What can you do to protect yourself?
If you are running your own email server(s), then you need to at the very least, implement address-based AS options including grey-listing and RBLs. The next step is to implement heuristics-based AS – if you’re running MS Exchange then you can use a Linux-based front-end with SpamAsssasin to do this. Alternately there are some commercial solutions that run on Exchange servers.
The next step is domain authentication with SPF, DKIM or DMARC. Note that MS Exchange itself does not have the ability to check SPF/DKIM for incoming emails from other domains. If you run Exchange then you can only create an SPF/DKIM record for your own domains so that others can check it when receiving email from you.
Exchange Online/Office 365 and many other online services like GMail, Yahoo mail, MimeCast, Messagelabs, etc. support SPF and DKIM.
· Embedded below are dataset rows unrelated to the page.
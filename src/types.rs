//! Core geometric types: axis-aligned bounding boxes and y-up rectangles.

use crate::math::{Point3, Vector3};

/// Axis-aligned bounding box.
#[derive(Clone, Copy, Debug, PartialEq)]
pub struct BBox3 {
    pub min: Point3,
    pub max: Point3,
}

impl BBox3 {
    pub fn new(min: Point3, max: Point3) -> Self { Self { min, max } }
    pub fn center(&self) -> Point3 { nalgebra::center(&self.min, &self.max) }
    pub fn size(&self) -> Vector3 { self.max - self.min }
    pub fn contains(&self, p: Point3) -> bool {
        p.x >= self.min.x && p.x <= self.max.x &&
        p.y >= self.min.y && p.y <= self.max.y &&
        p.z >= self.min.z && p.z <= self.max.z
    }

    /// Component-wise intersection of two boxes.
    ///
    /// If the boxes are disjoint the result has `min > max` on at least one
    /// axis; callers must treat such a box as empty (not checked here).
    pub fn intersection(&self, other: &BBox3) -> BBox3 {
        BBox3 {
            min: Point3::new(
                self.min.x.max(other.min.x),
                self.min.y.max(other.min.y),
                self.min.z.max(other.min.z),
            ),
            max: Point3::new(
                self.max.x.min(other.max.x),
                self.max.y.min(other.max.y),
                self.max.z.min(other.max.z),
            ),
        }
    }

    /// Corner of the box by hull-vertex index.
    ///
    /// The numbering matches the silhouette lookup table in [`crate::visibility`]:
    /// index 0 is the min corner, 6 the max corner, indices 0-3 lie on the
    /// far (`min.z`) face and 4-7 on the near (`max.z`) face. Out-of-range
    /// indices fall back to the min corner.
    pub fn hull_vertex(&self, index: usize) -> Point3 {
        match index {
            0 => self.min,
            1 => Point3::new(self.max.x, self.min.y, self.min.z),
            2 => Point3::new(self.max.x, self.max.y, self.min.z),
            3 => Point3::new(self.min.x, self.max.y, self.min.z),
            4 => Point3::new(self.min.x, self.min.y, self.max.z),
            5 => Point3::new(self.max.x, self.min.y, self.max.z),
            6 => self.max,
            7 => Point3::new(self.min.x, self.max.y, self.max.z),
            _ => self.min,
        }
    }
}

/// Axis-aligned screen-space rectangle with y increasing upward.
///
/// Distinct from window-system rectangles, which usually put y downward.
#[derive(Clone, Copy, Debug, PartialEq)]
pub struct Rect {
    pub x_min: f64,
    pub x_max: f64,
    pub y_min: f64,
    pub y_max: f64,
}

impl Rect {
    pub fn new(x_min: f64, x_max: f64, y_min: f64, y_max: f64) -> Self {
        Self { x_min, x_max, y_min, y_max }
    }
    pub fn width(&self) -> f64 { self.x_max - self.x_min }
    pub fn height(&self) -> f64 { self.y_max - self.y_min }
    pub fn area(&self) -> f64 { self.width() * self.height() }
}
If you need to authenticate incoming email from other domains, then you need to run a FOSS SMTP server that supports SPF/DKIM/DMARC plugins ( eg. postfix ).
There are also other solutions like PGP/SMIME gateways, certified email ( eg. OpenPec )and other libraries but they are beyond the scope of this article.
What else can you do?
- increase the intensity of the AS heuristics solution
- learn to read message headers – user training (SAT) is crucial for end-users to identify spam email
- don’t click on attachments or links
- use additional AS solutions like Fortinet’s FortiMail or Cisco IronPort
- push your email through a 3rd party message scrubbing solution like Mimecast
Conclusion
There are many solutions available to solve a number of issues with email including spam, authenticity and delivery. Email as a system, was never designed with reliability in mind, and the spectre of spammers and malware actors, means that the industry needed to respond in kind.